ヒューストン(Houston)は、アメリカ合衆国テキサス州南東部に位置する都市。2,099,451人(2010年国勢調査)の人口を抱えるテキサス州最大、全米第4の都市である[1]。ハリス郡を中心に10郡にまたがるヒューストン都市圏の人口は5,946,800人(2010年国勢調査)にのぼる[1]。市域面積は1,500km²におよび、市郡一体の自治体を除くとオクラホマシティに次ぐ全米第2の広さである。
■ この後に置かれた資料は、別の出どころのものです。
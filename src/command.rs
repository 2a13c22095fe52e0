//! Command descriptors: what to call, where, and under which policies.
//!
//! A [`Command`] is immutable after [`CommandBuilder::build`] and cheap to
//! clone; the engine shares it read-only. The builder validates the two
//! required pieces (provider and callback), repairs a zero attempt budget,
//! and fills in the documented defaults for everything else.

use crate::backoff::Backoff;
use crate::breaker::BreakerPolicy;
use crate::bulkhead::IsolationMode;
use crate::cache::{AnyCache, CacheLookup, CommandCache};
use crate::classify::Classifier;
use crate::context::CommandContext;
use crate::error::CommandError;
use crate::jitter::Jitter;
use crate::provider::{BaseUri, ConstantUriProvider, UriProvider};
use crate::retry::RetryListener;
use futures::future::BoxFuture;
use std::any::Any;
use std::future::Future;
use std::sync::Arc;
use std::time::Duration;

/// Default command name applied when the builder is not given one.
pub const DEFAULT_COMMAND_NAME: &str = "ApiCommand";

/// Per-attempt execution knobs.
#[derive(Debug, Clone)]
pub struct ExecutionPolicy {
    /// Per-attempt latency budget. Mandatory; attempts past it are
    /// abandoned and classified as timeouts.
    pub request_timeout: Duration,
    /// Where attempts run relative to the submitting task.
    pub isolation: IsolationMode,
    /// Whether a configured fallback may replace a terminal failure.
    pub fallback_enabled: bool,
}

impl Default for ExecutionPolicy {
    fn default() -> Self {
        Self {
            request_timeout: Duration::from_millis(8_000),
            isolation: IsolationMode::Pool,
            fallback_enabled: false,
        }
    }
}

/// Bulkhead sizing.
#[derive(Debug, Clone)]
pub struct PoolPolicy {
    /// Maximum concurrent attempts for the command.
    pub core_size: usize,
    /// Queue capacity behind the concurrency bound (pool isolation only).
    pub max_queue_size: usize,
    /// Queue occupancy at which submissions are rejected even when the
    /// queue has room.
    pub queue_rejection_threshold: usize,
}

impl PoolPolicy {
    /// Effective queue bound: the structural capacity clipped by the
    /// rejection threshold.
    pub fn queue_limit(&self) -> usize {
        self.max_queue_size.min(self.queue_rejection_threshold)
    }
}

impl Default for PoolPolicy {
    fn default() -> Self {
        Self { core_size: 5, max_queue_size: 0, queue_rejection_threshold: 5 }
    }
}

/// Retry schedule. Classification lives on the descriptor.
#[derive(Debug, Clone)]
pub struct RetryPolicy {
    /// Attempt budget, counting the first try.
    pub max_attempts: usize,
    pub backoff: Backoff,
    pub jitter: Jitter,
}

impl Default for RetryPolicy {
    fn default() -> Self {
        Self { max_attempts: 3, backoff: Backoff::default(), jitter: Jitter::None }
    }
}

/// Observer wrapped around the cache-get step.
pub trait CacheInterceptor: Send + Sync {
    fn before_lookup(&self, _ctx: &CommandContext, _key: &str) {}
    fn after_lookup(&self, _ctx: &CommandContext, _key: &str, _hit: bool, _elapsed: Duration) {}
}

/// Observer wrapped around each callback invocation.
pub trait AttemptInterceptor: Send + Sync {
    fn before_attempt(&self, _ctx: &CommandContext, _attempt: usize) {}
    fn after_attempt(
        &self,
        _ctx: &CommandContext,
        _attempt: usize,
        _succeeded: bool,
        _elapsed: Duration,
    ) {
    }
}

/// A cache and key bound to a command, with the storage form erased so the
/// engine only sees the client-visible type.
pub struct CacheBinding<T> {
    key: String,
    lookup: Arc<dyn Fn() -> CacheLookup<T> + Send + Sync>,
    store: Arc<dyn Fn(&T) -> bool + Send + Sync>,
    erased: Arc<dyn AnyCache>,
}

impl<T> Clone for CacheBinding<T> {
    fn clone(&self) -> Self {
        Self {
            key: self.key.clone(),
            lookup: self.lookup.clone(),
            store: self.store.clone(),
            erased: self.erased.clone(),
        }
    }
}

impl<T> std::fmt::Debug for CacheBinding<T> {
    fn fmt(&self, f: &mut std::fmt::Formatter<'_>) -> std::fmt::Result {
        f.debug_struct("CacheBinding")
            .field("cache", &self.erased.name())
            .field("key", &self.key)
            .finish()
    }
}

impl<T> CacheBinding<T>
where
    T: Send + Sync + 'static,
{
    pub fn new<F>(cache: Arc<CommandCache<T, F>>, key: impl Into<String>) -> Self
    where
        F: Send + Sync + 'static,
    {
        let key = key.into();
        let lookup = {
            let cache = cache.clone();
            let key = key.clone();
            Arc::new(move || cache.get(&key)) as Arc<dyn Fn() -> CacheLookup<T> + Send + Sync>
        };
        let store = {
            let cache = cache.clone();
            let key = key.clone();
            Arc::new(move |value: &T| cache.put(&key, value))
                as Arc<dyn Fn(&T) -> bool + Send + Sync>
        };
        Self { key, lookup, store, erased: cache }
    }

    pub fn key(&self) -> &str {
        &self.key
    }

    pub fn cache_name(&self) -> &str {
        self.erased.name()
    }

    pub(crate) fn get(&self) -> CacheLookup<T> {
        (self.lookup)()
    }

    pub(crate) fn put(&self, value: &T) -> bool {
        (self.store)(value)
    }

    pub(crate) fn erased(&self) -> Arc<dyn AnyCache> {
        self.erased.clone()
    }
}

/// The user-supplied remote invocation.
pub type RemoteCallback<T, E> =
    Arc<dyn Fn(Arc<CommandContext>, BaseUri) -> BoxFuture<'static, Result<T, E>> + Send + Sync>;

/// Fallback producing a replacement value for a terminal failure.
pub type Fallback<T, E> = Arc<dyn Fn(&CommandError<E>) -> Option<T> + Send + Sync>;

/// Immutable descriptor of one logical remote operation.
pub struct Command<T, E> {
    pub(crate) name: String,
    pub(crate) provider: Arc<dyn UriProvider>,
    pub(crate) callback: RemoteCallback<T, E>,
    pub(crate) execution: ExecutionPolicy,
    pub(crate) breaker: BreakerPolicy,
    pub(crate) pool: PoolPolicy,
    pub(crate) retry: RetryPolicy,
    pub(crate) classifier: Classifier<E>,
    pub(crate) cache: Option<CacheBinding<T>>,
    pub(crate) cache_interceptors: Vec<Arc<dyn CacheInterceptor>>,
    pub(crate) attempt_interceptors: Vec<Arc<dyn AttemptInterceptor>>,
    pub(crate) listeners: Vec<Arc<dyn RetryListener<E>>>,
    pub(crate) fallback: Option<Fallback<T, E>>,
    pub(crate) attributes: Vec<(String, Arc<dyn Any + Send + Sync>)>,
}

impl<T, E> Clone for Command<T, E> {
    fn clone(&self) -> Self {
        Self {
            name: self.name.clone(),
            provider: self.provider.clone(),
            callback: self.callback.clone(),
            execution: self.execution.clone(),
            breaker: self.breaker.clone(),
            pool: self.pool.clone(),
            retry: self.retry.clone(),
            classifier: self.classifier.clone(),
            cache: self.cache.clone(),
            cache_interceptors: self.cache_interceptors.clone(),
            attempt_interceptors: self.attempt_interceptors.clone(),
            listeners: self.listeners.clone(),
            fallback: self.fallback.clone(),
            attributes: self.attributes.clone(),
        }
    }
}

impl<T, E> std::fmt::Debug for Command<T, E> {
    fn fmt(&self, f: &mut std::fmt::Formatter<'_>) -> std::fmt::Result {
        f.debug_struct("Command")
            .field("name", &self.name)
            .field("provider", &self.provider)
            .field("execution", &self.execution)
            .field("pool", &self.pool)
            .field("retry", &self.retry)
            .field("cache", &self.cache)
            .finish()
    }
}

impl<T, E> Command<T, E>
where
    T: Send + Sync + 'static,
    E: Send + Sync + 'static,
{
    pub fn builder() -> CommandBuilder<T, E> {
        CommandBuilder::new()
    }

    pub fn name(&self) -> &str {
        &self.name
    }

    /// Seed a fresh per-invocation context from the descriptor.
    pub(crate) fn new_context(&self) -> Arc<CommandContext> {
        let ctx = Arc::new(CommandContext::new(self.name.clone()));
        for (key, value) in &self.attributes {
            ctx.put_raw(key.clone(), value.clone());
        }
        ctx
    }
}

/// Builder validation failures.
#[derive(Debug, Clone, PartialEq, Eq, thiserror::Error)]
pub enum DescriptorError {
    #[error("command '{command}' has no URI provider")]
    MissingProvider { command: String },
    #[error("command '{command}' has no remote callback")]
    MissingCallback { command: String },
}

/// Builder for [`Command`].
pub struct CommandBuilder<T, E> {
    name: Option<String>,
    provider: Option<Arc<dyn UriProvider>>,
    callback: Option<RemoteCallback<T, E>>,
    execution: ExecutionPolicy,
    breaker: BreakerPolicy,
    pool: PoolPolicy,
    retry: RetryPolicy,
    classifier: Classifier<E>,
    cache: Option<CacheBinding<T>>,
    cache_interceptors: Vec<Arc<dyn CacheInterceptor>>,
    attempt_interceptors: Vec<Arc<dyn AttemptInterceptor>>,
    listeners: Vec<Arc<dyn RetryListener<E>>>,
    fallback: Option<Fallback<T, E>>,
    attributes: Vec<(String, Arc<dyn Any + Send + Sync>)>,
}

impl<T, E> CommandBuilder<T, E>
where
    T: Send + Sync + 'static,
    E: Send + Sync + 'static,
{
    pub fn new() -> Self {
        Self {
            name: None,
            provider: None,
            callback: None,
            execution: ExecutionPolicy::default(),
            breaker: BreakerPolicy::default(),
            pool: PoolPolicy::default(),
            retry: RetryPolicy::default(),
            classifier: Classifier::new(),
            cache: None,
            cache_interceptors: Vec::new(),
            attempt_interceptors: Vec::new(),
            listeners: Vec::new(),
            fallback: None,
            attributes: Vec::new(),
        }
    }

    /// Logical command name; also the breaker/pool identity.
    pub fn name(mut self, name: impl Into<String>) -> Self {
        self.name = Some(name.into());
        self
    }

    pub fn provider(mut self, provider: Arc<dyn UriProvider>) -> Self {
        self.provider = Some(provider);
        self
    }

    /// Shorthand for a constant base URI.
    pub fn uri(self, base: impl Into<BaseUri>) -> Self {
        self.provider(Arc::new(ConstantUriProvider::new(base)))
    }

    /// The remote invocation run on each attempt.
    pub fn callback<F, Fut>(mut self, callback: F) -> Self
    where
        F: Fn(Arc<CommandContext>, BaseUri) -> Fut + Send + Sync + 'static,
        Fut: Future<Output = Result<T, E>> + Send + 'static,
    {
        self.callback = Some(Arc::new(move |ctx, base| Box::pin(callback(ctx, base))));
        self
    }

    pub fn execution(mut self, execution: ExecutionPolicy) -> Self {
        self.execution = execution;
        self
    }

    /// Per-attempt latency budget.
    pub fn request_timeout(mut self, budget: Duration) -> Self {
        self.execution.request_timeout = budget;
        self
    }

    pub fn isolation(mut self, isolation: IsolationMode) -> Self {
        self.execution.isolation = isolation;
        self
    }

    pub fn breaker(mut self, breaker: BreakerPolicy) -> Self {
        self.breaker = breaker;
        self
    }

    pub fn pool(mut self, pool: PoolPolicy) -> Self {
        self.pool = pool;
        self
    }

    pub fn retry(mut self, retry: RetryPolicy) -> Self {
        self.retry = retry;
        self
    }

    /// Attempt budget, counting the first try.
    pub fn max_attempts(mut self, max_attempts: usize) -> Self {
        self.retry.max_attempts = max_attempts;
        self
    }

    pub fn backoff(mut self, backoff: Backoff) -> Self {
        self.retry.backoff = backoff;
        self
    }

    pub fn classifier(mut self, classifier: Classifier<E>) -> Self {
        self.classifier = classifier;
        self
    }

    /// Pull execution, breaker, pool, and retry policies from the property
    /// store, scoped to the builder's command name. Set the name first.
    pub fn configure(mut self, config: &crate::config::ClientConfig) -> Self {
        let name = self.name.clone().unwrap_or_else(|| DEFAULT_COMMAND_NAME.to_string());
        let policies = config.policies(&name);
        self.execution = policies.execution;
        self.breaker = policies.breaker;
        self.pool = policies.pool;
        self.retry = policies.retry;
        self
    }

    /// Bind a cache and key; lookups run inside the retry loop and a hit
    /// short-circuits the attempt.
    pub fn cache<F>(mut self, cache: Arc<CommandCache<T, F>>, key: impl Into<String>) -> Self
    where
        F: Send + Sync + 'static,
    {
        self.cache = Some(CacheBinding::new(cache, key));
        self
    }

    pub fn cache_interceptor(mut self, interceptor: Arc<dyn CacheInterceptor>) -> Self {
        self.cache_interceptors.push(interceptor);
        self
    }

    pub fn attempt_interceptor(mut self, interceptor: Arc<dyn AttemptInterceptor>) -> Self {
        self.attempt_interceptors.push(interceptor);
        self
    }

    pub fn listener(mut self, listener: Arc<dyn RetryListener<E>>) -> Self {
        self.listeners.push(listener);
        self
    }

    /// Replacement value for terminal failures; only consulted when the
    /// execution policy enables fallback.
    pub fn fallback<F>(mut self, fallback: F) -> Self
    where
        F: Fn(&CommandError<E>) -> Option<T> + Send + Sync + 'static,
    {
        self.fallback = Some(Arc::new(fallback));
        self.execution.fallback_enabled = true;
        self
    }

    /// Initial context attribute visible to the callback.
    pub fn attribute<V: Any + Send + Sync>(mut self, key: impl Into<String>, value: V) -> Self {
        self.attributes.push((key.into(), Arc::new(value)));
        self
    }

    /// Validate and freeze the descriptor.
    pub fn build(mut self) -> Result<Command<T, E>, DescriptorError> {
        let name = self.name.unwrap_or_else(|| DEFAULT_COMMAND_NAME.to_string());
        let provider = self
            .provider
            .ok_or_else(|| DescriptorError::MissingProvider { command: name.clone() })?;
        let callback = self
            .callback
            .ok_or_else(|| DescriptorError::MissingCallback { command: name.clone() })?;

        if self.retry.max_attempts == 0 {
            tracing::warn!(command = %name, "max_attempts 0 repaired to 1");
            self.retry.max_attempts = 1;
        }

        Ok(Command {
            name,
            provider,
            callback,
            execution: self.execution,
            breaker: self.breaker,
            pool: self.pool,
            retry: self.retry,
            classifier: self.classifier,
            cache: self.cache,
            cache_interceptors: self.cache_interceptors,
            attempt_interceptors: self.attempt_interceptors,
            listeners: self.listeners,
            fallback: self.fallback,
            attributes: self.attributes,
        })
    }
}

impl<T, E> Default for CommandBuilder<T, E>
where
    T: Send + Sync + 'static,
    E: Send + Sync + 'static,
{
    fn default() -> Self {
        Self::new()
    }
}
ヒューストンは1836年8月30日にオーガストゥス・チャップマン、ジョン・カービーのアレン兄弟によってバッファロー・バイユーの河岸に創設された。市名は当時のテキサス共和国大統領で、サンジャシントの戦いで指揮を執った将軍、サミュエル・ヒューストンから名を取って付けられた。翌1837年6月5日、ヒューストンは正式に市制施行された。19世紀後半には海港や鉄道交通の中心として、また綿花の集散地として栄えた。やがて1901年に油田が見つかると、市は石油精製・石油化学産業の中心地として成長を遂げた。20世紀中盤に入ると、ヒューストンには世界最大の医療研究機関の集積地テキサス医療センターやアメリカ航空宇宙局(NASA)のジョンソン宇宙センターが設置され、先端医療の研究や航空宇宙産業の発展が進んだ。古く からこうした様々な産業を持ち、フォーチュン500に入る企業の本社数がニューヨークに次いで多いヒューストンは、テキサス州のみならず、成長著しいサンベルトの中心都市の1つであり、アメリカ合衆国南部のメキシコ湾岸地域における経済・産業の中枢である。また、全米最大級の貿易港であるヒューストン港[2]を前面に抱え、コンチネンタル航空のハブ空港であるジョージ・ブッシュ・インターコンチネンタル空港を空の玄関口とする、交通の要衝でもある。また、日本を含む世界86ヶ国が領事館を置く世界都市でもある[3][4]。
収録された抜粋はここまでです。